Can we still trust justice? And if not, since political leaders also escape the goodwill of their fellow citizens, which branch can we cling to so that our society finds the means to remain coherent? The trial of Marine Le Pen is only at the stage of requisitions and already the ideological reading is sweeping away everything in its path, provoking an avalanche of bad faith among both her supporters and her adversaries.
It is impossible to blame the prosecution for claiming ineligibility since it is the legislator, now quick through weakness to follow opinion in the slightest of its deviations, who wanted it that way; it is legitimate to question the “provisional execution” of a sentence, against which there is no possible appeal on the criminal level (only on the civil level, and the question has never arisen for an elected official).

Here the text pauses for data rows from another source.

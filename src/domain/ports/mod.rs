//! Domain Ports (Interfaces)
//!
//! These traits define the boundaries of the domain layer.
//! Infrastructure layer provides concrete implementations; tests provide
//! fakes that simulate success or failure without spawning processes.

pub mod archive_extractor;
pub mod remote_runner;
pub mod remote_synchronizer;
pub mod rollback_events;
pub mod tool_output;
pub mod workspace_allocator;

pub use archive_extractor::ArchiveExtractor;
pub use remote_runner::RemoteRunner;
pub use remote_synchronizer::RemoteSynchronizer;
pub use rollback_events::{DeploymentSummary, NoopEventSink, RollbackEvent, RollbackEventSink};
pub use tool_output::{ToolError, ToolOutput};
pub use workspace_allocator::{WorkspaceAllocator, WorkspaceError};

The ideological reading to the detriment of the reality of the facts: in Crépol, a year after the murder of Thomas, the time is still for the investigation, not for justice. But a comparable mechanism has already been put in place, which leads to wanting to impose one’s truth according to the battles one is waging, whatever the investigations undertaken by the gendarmes for the two investigating judges. We are not legally wrong because we are in the political minority, any more than we are legally right because we are in the political majority. It was one of the masters of L’Express, Raymond Aron, who said it: “Objectivity does not mean impartiality but universality.”